How Water Heaters Evolved into Grid-Scale Energy-Storage Devices (2014) - davesailer
http://www.esource.com/ES-WP-18/GIWHs

======
snowwindwaves
This concept has been used in new zealand for decades. The communications
channel is probably moving to radio and possibly integrated in to smart
meters. It used to/still does work on a "ripple" signal where the utility
injects a higher frequency signal, such as 300 Hz, on to the power lines and
then relays at the customer's houses pick up the signals and operate on and
off.

They cycle through groups of customers so nobody's hot water is off for very
long.

here is an excellent resource with pictures of the ripple plant and the
evolution of the equipment
[http://www.oriongroup.co.nz/downloads/ripplesignalguide.pdf](http://www.oriongroup.co.nz/downloads/ripplesignalguide.pdf)

------
smarks159
The legal issues with this technology have now been resolved and the first
units are being sold in the open market[1].

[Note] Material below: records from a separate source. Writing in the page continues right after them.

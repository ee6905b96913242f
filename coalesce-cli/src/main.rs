//! CLI for the coalesce metric-sample consolidation engine.
//!
//! Provides commands for consolidating a JSON-lines sample stream into run
//! artifacts, and for benchmarking the write path.

use std::fs::File;
use std::io::{self, BufRead, BufReader};
use std::path::{Path, PathBuf};
use std::time::Instant;

use clap::{Parser, Subcommand, ValueEnum};
use coalesce::{
    Compression, FinishSummary, MetricDescriptor, MetricNames, Recorder, RecorderConfig, Run, Sample,
};
use serde::Deserialize;
use tracing::{debug, info};
use tracing_subscriber::EnvFilter;

/// coalesce: Streaming run-length consolidation of metric samples.
#[derive(Parser)]
#[command(name = "coalesce", version, about)]
struct Cli {
    #[command(subcommand)]
    command: Commands,
}

/// Available CLI commands.
#[derive(Subcommand)]
enum Commands {
    /// Consolidate a JSON-lines sample stream into run artifacts.
    ///
    /// Each input line is an object with "desc", "names" and "sample" fields,
    /// plus an optional "id" selecting the run.
    Ingest {
        /// Run id for lines that do not carry their own.
        #[arg(long, default_value = "0")]
        id: String,

        /// Directory receiving the artifacts.
        #[arg(long)]
        output_dir: Option<PathBuf>,

        /// Artifact compression.
        #[arg(long)]
        compression: Option<CompressionArg>,

        /// Keep metrics that only ever reported zero.
        #[arg(long)]
        keep_zero: bool,

        /// JSON configuration file; flags override its fields.
        #[arg(long)]
        config: Option<PathBuf>,

        /// Input file (defaults to stdin).
        input: Option<PathBuf>,
    },

    /// Run a write-path microbenchmark.
    Bench {
        /// Number of samples to log.
        #[arg(long, default_value = "1000000")]
        samples: u64,

        /// Number of distinct metrics.
        #[arg(long, default_value = "30")]
        metrics: u32,

        /// Artifact compression.
        #[arg(long, default_value = "none")]
        compression: CompressionArg,
    },
}

/// Artifact compression accepted on the command line.
#[derive(Clone, Copy, ValueEnum)]
enum CompressionArg {
    /// Plain text.
    None,
    /// Snappy framing format.
    Snappy,
}

impl From<CompressionArg> for Compression {
    fn from(arg: CompressionArg) -> Self {
        match arg {
            CompressionArg::None => Self::None,
            CompressionArg::Snappy => Self::Snappy,
        }
    }
}

/// One line of `ingest` input.
#[derive(Debug, Deserialize)]
struct InputLine {
    #[serde(default)]
    id: Option<String>,
    desc: MetricDescriptor,
    #[serde(default)]
    names: MetricNames,
    sample: Sample,
}

fn main() {
    tracing_subscriber::fmt()
        .with_env_filter(EnvFilter::from_default_env())
        .with_writer(io::stderr)
        .init();

    let cli = Cli::parse();

    let result = match cli.command {
        Commands::Ingest {
            id,
            output_dir,
            compression,
            keep_zero,
            config,
            input,
        } => build_config(config.as_deref(), output_dir, compression, keep_zero)
            .and_then(|config| cmd_ingest(config, &id, input.as_deref())),
        Commands::Bench {
            samples,
            metrics,
            compression,
        } => cmd_bench(samples, metrics, compression.into()),
    };

    if let Err(e) = result {
        eprintln!("Error: {e}");
        std::process::exit(1);
    }
}

/// Merges the optional config file with command line overrides.
fn build_config(
    path: Option<&Path>,
    output_dir: Option<PathBuf>,
    compression: Option<CompressionArg>,
    keep_zero: bool,
) -> Result<RecorderConfig, Box<dyn std::error::Error>> {
    let mut config = match path {
        Some(path) => RecorderConfig::load(path)?,
        None => RecorderConfig::default(),
    };

    if let Some(dir) = output_dir {
        config.output_dir = dir;
    }
    if let Some(compression) = compression {
        config.compression = compression.into();
    }
    config.keep_constant_zero |= keep_zero;

    Ok(config)
}

/// Implements `coalesce ingest`.
fn cmd_ingest(
    config: RecorderConfig,
    default_id: &str,
    input: Option<&Path>,
) -> Result<(), Box<dyn std::error::Error>> {
    let summaries = match input {
        Some(path) => {
            let file = File::open(path).map_err(|e| format!("cannot open '{}': {e}", path.display()))?;
            ingest_lines(BufReader::new(file), config, default_id)?
        }
        None => ingest_lines(io::stdin().lock(), config, default_id)?,
    };

    for summary in &summaries {
        println!("{}", summary.prefix.display());
    }

    Ok(())
}

/// Logs every line of `reader` and finishes all runs at end of input.
fn ingest_lines<R: BufRead>(
    reader: R,
    config: RecorderConfig,
    default_id: &str,
) -> Result<Vec<FinishSummary>, Box<dyn std::error::Error>> {
    let mut recorder = Recorder::new(config)?;

    for (n, line) in reader.lines().enumerate() {
        let line = line?;
        if line.trim().is_empty() {
            continue;
        }

        let parsed: InputLine =
            serde_json::from_str(&line).map_err(|e| format!("line {}: {e}", n + 1))?;
        let id = parsed.id.as_deref().unwrap_or(default_id);

        recorder
            .log_sample(id, &parsed.desc, &parsed.names, parsed.sample)
            .map_err(|e| format!("line {}: {e}", n + 1))?;
    }

    debug!(runs = recorder.active_runs().len(), "end of input");
    Ok(recorder.finish_all(false)?)
}

/// Implements `coalesce bench`.
#[allow(clippy::cast_precision_loss)] // Benchmark stats are fine with f64 precision
fn cmd_bench(samples: u64, metric_count: u32, compression: Compression) -> Result<(), Box<dyn std::error::Error>> {
    if metric_count == 0 {
        return Err("--metrics must be at least 1".into());
    }

    println!("coalesce write-path benchmark");
    println!("  Samples: {samples}");
    println!("  Metrics: {metric_count}");
    println!("  Compression: {compression:?}");
    println!();

    let temp_dir = std::env::temp_dir().join("coalesce_bench");
    let _ = std::fs::remove_dir_all(&temp_dir);

    let config = RecorderConfig::new(&temp_dir).with_compression(compression);
    config.prepare()?;
    let mut run = Run::open("bench", &config)?;

    let metrics: Vec<_> = (0..metric_count)
        .map(|i| {
            (
                MetricDescriptor::new("bench", "ops-sec"),
                MetricNames::new().with("id", i.to_string()),
            )
        })
        .collect();

    println!("Logging {samples} samples across {metric_count} metrics...");

    let per_metric = samples / u64::from(metric_count);
    let start = Instant::now();

    for k in 0..per_metric {
        // Value changes every 10 samples.
        let value = ((k / 10) % 2) as f64;
        let end = i64::try_from(k + 1)? * 1000;
        for (desc, names) in &metrics {
            run.log_sample(desc, names, Sample::new(end, value))?;
        }
    }

    let summary = run.finish(true)?;
    let elapsed = start.elapsed();

    let total = per_metric * u64::from(metric_count);
    let ns_per_sample = elapsed.as_nanos() as f64 / total.max(1) as f64;
    let samples_per_sec = total as f64 / elapsed.as_secs_f64();

    info!(records = summary.records, "bench finished");

    println!();
    println!("Results:");
    println!("  Samples logged: {total}");
    println!("  Records written: {}", summary.records);
    println!("  Elapsed: {elapsed:.3?}");
    println!("  Avg latency: {ns_per_sample:.1} ns/sample");
    println!("  Throughput: {samples_per_sec:.0} samples/sec");
    println!();

    // Clean up
    let _ = std::fs::remove_dir_all(&temp_dir);

    Ok(())
}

A 10-20x cheaper energy storage solution than current battery technologies and
it is available right now, and not years away from being implemented like
other technologies.

[1][http://www.vaughncorp.com/downloads/press/grid-
enabled%20wat...](http://www.vaughncorp.com/downloads/press/grid-
enabled%20water%20heaters%20press%20release.pdf)

------
cjbenedikt
"Sequentric’s technology has been tested by the Electric Power Research
Institute and is now being deployed by Hawaiian Electric, but we have yet to
see the results of these studies." This technological approach is widely used
in private homes in Germany. The energy savings are significant and customers
are extremely satisfied with every aspect of it.

------
dimitar
This reminds me of District heating - they do use the benefits of thermal
storage and economies of scale to cheaply create and store energy (for heating
homes).

The issue with District heating is that in many places district heating
companies are abusive monopolists with awful service. Here it is actually
cheaper to warm the water on demand with grid electricity!

However, having the technology to allow individual households and businesses
to benefit from water heaters as grid storage is very different - this also
solves an economic/political issue.

------
anabis
I though heat pumps were generally more efficient.

They still do use a lot of energy, so it can be used in a similar scheme, but
I wonder how it would change details.